Mind you, she's got a point about that cliffhanger at the end of Deadly Assassin part three...

Sunday, 10 February 2019

The Goodies and The Loch Ness Monster


The Goodies TV series ran through the 1970s, with 76 episodes made across nine seasons. Sadly their first season was not actually that good, containing more misses than hits and with material that has dated much less well than the contemporary TV series Monty Python's Flying Circus. That said, the Goodies' trademark scenes of sped-up-film slapstick are good value from the start, and every episode contains at least one such scene and is where most of the lols come from.

But, as I watched through the episodes, by the end of the season I was hoping that things would soon improve to the heights I knew the Goodies were capable of (having seen such classics as Kung Fu Kapers, Bunfight at the O.K. Tearooms, and - unsurprisingly a personal favourite amongst us cats -  Kitten Kong before), and I was wondering how long it would take them to get there - not to mention thoroughly sick of the incidental music song "Needed" which was repeated ad nauseum throughout season one.

So when I sat down to watch the first episode of the second season, The Loch Ness Monster, I was at first horrified by the first thing I heard after the title music (sadly still the inferior first version, not the great one they'll go on to use in their middle period) was "Needed." An inauspicious start indeed.

But I needn't have worried too much, as the episode very quickly improved to a greater height than anything the first season achieved. Not only did it guest-star Bernard Bresslaw (Rell the Cyclops in Krull), but also Stanley Baxter!

As a Scottish cat, I might have been offended by the appalling stereotyping of all things Scottish as the Goodies go to Scotland to try and capture the Loch Ness Monster for Bresslaw's zoo - haggis, bagpipes, highland dress, the usual clichés - but the presence of Stanley Baxter made it all OK, especially when he recognises them as being English* tourists straight away, despite their disguises (Tim's kilt is way too short, while Bill's is way too long, which is a nice visual gag). The show is livened up by Sir Stanley's presence and his interplay with the Goodies, with every scene from after he appears a treat to watch.

My friends and I recently met a Scottish monster too, you might just be able to make him out in the foreground of this photo:


His name is Dragon, and now he lives in our house where he has claimed all the DVDs for his hoard, even the Blakes 7 ones!

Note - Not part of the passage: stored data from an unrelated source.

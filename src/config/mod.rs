//! Configuration module for Crawl Studio
//!
//! This module handles loading, parsing, and validating TOML configuration files.
//!
//! # Example
//!
//! ```no_run
//! use crawl_studio::config::load_config;
//! use std::path::Path;
//!
//! let config = load_config(Path::new("crawl-studio.toml")).unwrap();
//! println!("Crawl service: {}", config.service.endpoint);
//! ```

mod parser;
mod types;
mod validation;

// Re-export types
pub use types::{Config, DefaultsConfig, HistoryConfig, ServiceConfig};

// Re-export parser functions
pub use parser::{compute_config_hash, load_config, load_config_with_hash};
pub use validation::validate;

use crate::request::RequestDefaults;

impl From<&DefaultsConfig> for RequestDefaults {
    fn from(config: &DefaultsConfig) -> Self {
        Self {
            screenshot: config.screenshot,
            bypass_cache: config.bypass_cache,
            smart_mode: config.smart_mode,
            word_count_threshold: config.word_count_threshold,
            css_selector: config.css_selector.clone(),
        }
    }
}

impl Config {
    /// Request defaults described by the `[defaults]` section
    pub fn request_defaults(&self) -> RequestDefaults {
        RequestDefaults::from(&self.defaults)
    }
}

Dragon is quite friendly really, and he likes playing Ars Magica (so long as he can play a dragon) and Eternal, where his favourite card is Xo, who is also a dragon with a hoard. He doesn't roar so much these days, as when he does roar at us then Scary Cat rars back and scares him, so now he has to decide what sort of noise he will make instead.


* Graeme Garden is Scottish in real life, but it is made pretty clear here that his TV character isn't.